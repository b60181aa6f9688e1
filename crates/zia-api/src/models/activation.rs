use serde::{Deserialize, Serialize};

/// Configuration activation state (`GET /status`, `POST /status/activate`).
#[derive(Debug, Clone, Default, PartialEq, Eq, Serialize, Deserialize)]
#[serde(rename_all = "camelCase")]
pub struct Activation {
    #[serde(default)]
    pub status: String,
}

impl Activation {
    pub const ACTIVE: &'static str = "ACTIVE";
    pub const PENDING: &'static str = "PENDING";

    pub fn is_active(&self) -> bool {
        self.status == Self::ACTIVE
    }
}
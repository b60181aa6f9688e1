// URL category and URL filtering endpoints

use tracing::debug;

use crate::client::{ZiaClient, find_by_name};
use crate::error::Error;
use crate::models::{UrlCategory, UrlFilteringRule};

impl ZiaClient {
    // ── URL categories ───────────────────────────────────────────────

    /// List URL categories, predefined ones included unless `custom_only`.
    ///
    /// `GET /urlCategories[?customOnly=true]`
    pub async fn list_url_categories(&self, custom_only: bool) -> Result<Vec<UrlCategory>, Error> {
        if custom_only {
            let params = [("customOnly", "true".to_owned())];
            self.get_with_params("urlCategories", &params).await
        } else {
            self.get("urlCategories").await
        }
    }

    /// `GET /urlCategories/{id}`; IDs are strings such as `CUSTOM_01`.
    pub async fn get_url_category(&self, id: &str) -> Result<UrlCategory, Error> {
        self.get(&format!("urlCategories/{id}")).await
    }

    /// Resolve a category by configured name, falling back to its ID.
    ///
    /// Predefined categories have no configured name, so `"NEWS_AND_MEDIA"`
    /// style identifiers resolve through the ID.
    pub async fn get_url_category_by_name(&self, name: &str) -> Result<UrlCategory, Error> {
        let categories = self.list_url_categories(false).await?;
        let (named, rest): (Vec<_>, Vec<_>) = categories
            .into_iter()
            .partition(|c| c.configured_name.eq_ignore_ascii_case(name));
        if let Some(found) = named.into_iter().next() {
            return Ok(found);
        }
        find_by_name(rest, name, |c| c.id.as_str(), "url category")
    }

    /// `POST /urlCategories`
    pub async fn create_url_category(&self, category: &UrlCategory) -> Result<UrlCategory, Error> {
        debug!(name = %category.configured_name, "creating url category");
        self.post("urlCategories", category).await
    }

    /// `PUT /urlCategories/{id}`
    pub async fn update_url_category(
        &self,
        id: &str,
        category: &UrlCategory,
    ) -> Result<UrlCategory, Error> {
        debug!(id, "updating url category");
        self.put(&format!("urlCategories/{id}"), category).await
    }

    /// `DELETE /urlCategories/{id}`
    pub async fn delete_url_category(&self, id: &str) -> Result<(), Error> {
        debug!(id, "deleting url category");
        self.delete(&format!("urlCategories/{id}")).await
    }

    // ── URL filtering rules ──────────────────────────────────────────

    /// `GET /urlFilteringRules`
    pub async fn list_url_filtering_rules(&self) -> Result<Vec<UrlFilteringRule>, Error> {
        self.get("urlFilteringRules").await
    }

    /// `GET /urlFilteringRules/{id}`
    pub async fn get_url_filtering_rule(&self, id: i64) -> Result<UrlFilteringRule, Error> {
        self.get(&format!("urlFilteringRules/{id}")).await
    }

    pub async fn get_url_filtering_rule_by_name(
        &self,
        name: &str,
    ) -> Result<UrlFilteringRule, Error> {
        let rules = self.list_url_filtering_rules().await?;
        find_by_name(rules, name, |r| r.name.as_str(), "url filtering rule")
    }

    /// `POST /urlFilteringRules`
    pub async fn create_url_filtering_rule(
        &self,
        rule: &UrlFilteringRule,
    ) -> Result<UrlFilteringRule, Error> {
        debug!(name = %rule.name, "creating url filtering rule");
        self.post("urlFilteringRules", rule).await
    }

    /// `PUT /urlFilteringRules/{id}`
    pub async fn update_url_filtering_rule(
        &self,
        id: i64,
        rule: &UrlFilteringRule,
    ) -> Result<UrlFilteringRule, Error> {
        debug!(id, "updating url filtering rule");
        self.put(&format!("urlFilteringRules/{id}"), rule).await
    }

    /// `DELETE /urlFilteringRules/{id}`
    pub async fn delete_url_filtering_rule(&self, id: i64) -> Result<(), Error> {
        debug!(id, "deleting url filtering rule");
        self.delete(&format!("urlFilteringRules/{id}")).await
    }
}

⁂

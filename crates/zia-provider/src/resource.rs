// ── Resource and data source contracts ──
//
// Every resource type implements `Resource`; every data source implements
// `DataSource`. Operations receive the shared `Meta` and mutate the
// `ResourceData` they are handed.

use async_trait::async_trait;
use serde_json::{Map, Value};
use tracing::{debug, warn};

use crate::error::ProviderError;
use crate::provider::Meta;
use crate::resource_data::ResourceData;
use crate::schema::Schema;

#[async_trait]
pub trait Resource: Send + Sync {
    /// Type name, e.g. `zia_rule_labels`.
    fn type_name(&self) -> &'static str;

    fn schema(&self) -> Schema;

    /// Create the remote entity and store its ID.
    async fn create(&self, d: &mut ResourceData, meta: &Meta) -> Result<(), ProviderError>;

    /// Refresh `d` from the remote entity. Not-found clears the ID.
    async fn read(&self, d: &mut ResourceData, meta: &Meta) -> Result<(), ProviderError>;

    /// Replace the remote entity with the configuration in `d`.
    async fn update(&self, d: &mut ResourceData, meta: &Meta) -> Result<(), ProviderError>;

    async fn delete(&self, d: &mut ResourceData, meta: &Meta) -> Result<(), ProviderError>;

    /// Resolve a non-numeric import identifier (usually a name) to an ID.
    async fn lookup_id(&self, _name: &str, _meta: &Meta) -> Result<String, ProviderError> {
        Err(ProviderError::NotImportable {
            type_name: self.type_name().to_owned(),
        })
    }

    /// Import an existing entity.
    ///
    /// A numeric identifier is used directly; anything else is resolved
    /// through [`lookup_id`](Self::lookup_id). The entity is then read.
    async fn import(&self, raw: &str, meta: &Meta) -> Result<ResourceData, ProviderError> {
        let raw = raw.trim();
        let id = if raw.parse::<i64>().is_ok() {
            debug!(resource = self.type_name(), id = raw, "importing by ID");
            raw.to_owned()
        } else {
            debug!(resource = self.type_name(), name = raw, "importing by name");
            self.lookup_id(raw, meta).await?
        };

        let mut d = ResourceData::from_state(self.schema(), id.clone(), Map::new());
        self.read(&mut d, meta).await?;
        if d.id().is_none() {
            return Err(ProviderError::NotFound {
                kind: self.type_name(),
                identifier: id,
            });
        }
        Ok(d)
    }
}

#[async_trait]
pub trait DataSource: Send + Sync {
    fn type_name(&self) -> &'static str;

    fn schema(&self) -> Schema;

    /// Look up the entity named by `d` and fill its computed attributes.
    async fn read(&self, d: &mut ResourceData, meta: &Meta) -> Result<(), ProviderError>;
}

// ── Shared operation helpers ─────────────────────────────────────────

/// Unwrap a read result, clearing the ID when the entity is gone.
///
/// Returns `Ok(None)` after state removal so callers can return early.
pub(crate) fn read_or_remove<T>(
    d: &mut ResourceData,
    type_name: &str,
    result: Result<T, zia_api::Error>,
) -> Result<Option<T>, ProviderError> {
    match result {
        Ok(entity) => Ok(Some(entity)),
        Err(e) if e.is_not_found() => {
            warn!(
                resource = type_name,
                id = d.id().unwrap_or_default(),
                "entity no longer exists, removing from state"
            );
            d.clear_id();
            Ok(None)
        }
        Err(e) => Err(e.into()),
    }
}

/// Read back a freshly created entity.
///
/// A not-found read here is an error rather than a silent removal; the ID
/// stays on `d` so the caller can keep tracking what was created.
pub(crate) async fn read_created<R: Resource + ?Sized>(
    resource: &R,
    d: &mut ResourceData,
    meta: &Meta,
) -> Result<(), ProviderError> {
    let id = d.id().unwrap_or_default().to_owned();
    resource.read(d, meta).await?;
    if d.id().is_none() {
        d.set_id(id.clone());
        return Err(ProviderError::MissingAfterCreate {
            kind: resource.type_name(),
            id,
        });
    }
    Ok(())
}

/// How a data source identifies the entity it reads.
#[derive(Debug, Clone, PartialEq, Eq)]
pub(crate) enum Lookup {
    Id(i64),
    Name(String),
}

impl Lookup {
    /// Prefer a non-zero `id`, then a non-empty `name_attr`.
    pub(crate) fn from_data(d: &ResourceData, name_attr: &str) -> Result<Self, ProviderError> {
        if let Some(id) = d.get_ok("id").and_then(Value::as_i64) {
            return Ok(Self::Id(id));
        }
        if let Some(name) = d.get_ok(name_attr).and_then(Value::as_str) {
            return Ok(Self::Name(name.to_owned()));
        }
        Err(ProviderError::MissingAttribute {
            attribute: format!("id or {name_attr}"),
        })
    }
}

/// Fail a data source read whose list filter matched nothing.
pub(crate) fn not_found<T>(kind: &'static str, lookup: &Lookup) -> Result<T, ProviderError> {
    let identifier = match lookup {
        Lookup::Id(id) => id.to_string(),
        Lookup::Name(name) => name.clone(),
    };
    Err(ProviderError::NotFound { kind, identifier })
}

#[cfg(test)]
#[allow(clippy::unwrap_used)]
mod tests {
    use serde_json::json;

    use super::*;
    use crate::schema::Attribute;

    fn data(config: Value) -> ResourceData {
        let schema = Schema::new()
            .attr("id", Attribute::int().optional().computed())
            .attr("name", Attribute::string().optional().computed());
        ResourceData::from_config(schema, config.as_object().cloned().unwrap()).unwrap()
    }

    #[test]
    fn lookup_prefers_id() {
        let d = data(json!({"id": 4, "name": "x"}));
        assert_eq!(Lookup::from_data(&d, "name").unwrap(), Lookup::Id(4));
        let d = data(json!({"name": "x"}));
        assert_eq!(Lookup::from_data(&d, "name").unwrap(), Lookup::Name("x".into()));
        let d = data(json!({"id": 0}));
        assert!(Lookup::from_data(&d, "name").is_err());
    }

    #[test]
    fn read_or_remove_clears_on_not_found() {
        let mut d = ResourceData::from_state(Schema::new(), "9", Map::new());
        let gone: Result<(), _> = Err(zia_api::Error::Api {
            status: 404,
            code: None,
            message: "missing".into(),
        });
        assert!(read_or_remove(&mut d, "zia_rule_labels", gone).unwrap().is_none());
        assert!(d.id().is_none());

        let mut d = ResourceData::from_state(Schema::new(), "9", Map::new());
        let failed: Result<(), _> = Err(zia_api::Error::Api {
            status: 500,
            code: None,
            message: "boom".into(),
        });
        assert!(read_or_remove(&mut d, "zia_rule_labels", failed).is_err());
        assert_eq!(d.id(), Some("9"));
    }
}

⁂

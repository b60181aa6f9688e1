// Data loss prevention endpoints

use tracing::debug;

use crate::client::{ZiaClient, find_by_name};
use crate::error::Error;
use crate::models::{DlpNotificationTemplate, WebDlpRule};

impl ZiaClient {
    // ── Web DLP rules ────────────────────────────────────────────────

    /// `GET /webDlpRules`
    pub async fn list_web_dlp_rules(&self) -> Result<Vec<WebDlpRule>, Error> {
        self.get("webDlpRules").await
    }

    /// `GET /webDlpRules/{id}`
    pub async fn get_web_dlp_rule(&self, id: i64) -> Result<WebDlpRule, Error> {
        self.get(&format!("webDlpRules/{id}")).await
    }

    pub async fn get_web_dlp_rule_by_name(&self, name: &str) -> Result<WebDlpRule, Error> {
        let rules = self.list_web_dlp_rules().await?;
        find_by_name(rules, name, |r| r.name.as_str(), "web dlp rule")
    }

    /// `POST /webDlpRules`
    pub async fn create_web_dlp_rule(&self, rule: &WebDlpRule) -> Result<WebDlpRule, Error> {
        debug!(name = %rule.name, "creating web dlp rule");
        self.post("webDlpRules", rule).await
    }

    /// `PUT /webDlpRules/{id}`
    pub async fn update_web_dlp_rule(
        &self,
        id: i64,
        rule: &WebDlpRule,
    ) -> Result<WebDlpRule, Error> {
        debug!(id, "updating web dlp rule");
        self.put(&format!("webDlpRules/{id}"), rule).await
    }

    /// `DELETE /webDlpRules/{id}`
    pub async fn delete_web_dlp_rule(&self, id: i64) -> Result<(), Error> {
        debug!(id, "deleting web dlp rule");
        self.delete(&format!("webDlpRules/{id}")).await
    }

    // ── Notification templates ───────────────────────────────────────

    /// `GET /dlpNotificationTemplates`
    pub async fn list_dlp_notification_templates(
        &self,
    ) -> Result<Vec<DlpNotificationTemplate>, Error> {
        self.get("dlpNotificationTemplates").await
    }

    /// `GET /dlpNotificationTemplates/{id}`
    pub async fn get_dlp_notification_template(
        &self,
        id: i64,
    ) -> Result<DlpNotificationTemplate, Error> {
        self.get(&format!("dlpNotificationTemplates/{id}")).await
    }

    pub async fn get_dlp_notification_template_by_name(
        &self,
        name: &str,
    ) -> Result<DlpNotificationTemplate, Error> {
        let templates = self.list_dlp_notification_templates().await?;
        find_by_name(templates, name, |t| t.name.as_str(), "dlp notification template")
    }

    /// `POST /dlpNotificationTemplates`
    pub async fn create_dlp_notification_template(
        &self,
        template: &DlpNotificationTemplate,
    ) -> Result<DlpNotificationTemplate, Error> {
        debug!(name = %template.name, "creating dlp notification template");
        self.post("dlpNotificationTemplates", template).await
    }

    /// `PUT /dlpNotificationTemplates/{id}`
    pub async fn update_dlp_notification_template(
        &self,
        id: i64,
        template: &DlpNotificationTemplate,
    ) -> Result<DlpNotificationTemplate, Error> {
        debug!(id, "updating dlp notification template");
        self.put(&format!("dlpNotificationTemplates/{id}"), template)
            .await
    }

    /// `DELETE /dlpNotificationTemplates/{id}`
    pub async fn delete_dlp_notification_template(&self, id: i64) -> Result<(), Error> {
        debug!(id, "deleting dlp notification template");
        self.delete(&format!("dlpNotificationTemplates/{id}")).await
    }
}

⁂

EXERCISE GOAL. Above are some records; copy each line there that contains "Send".

ANSWER TO THIS EXERCISE.
pub trait Resource: Send + Sync {
pub trait DataSource: Send + Sync {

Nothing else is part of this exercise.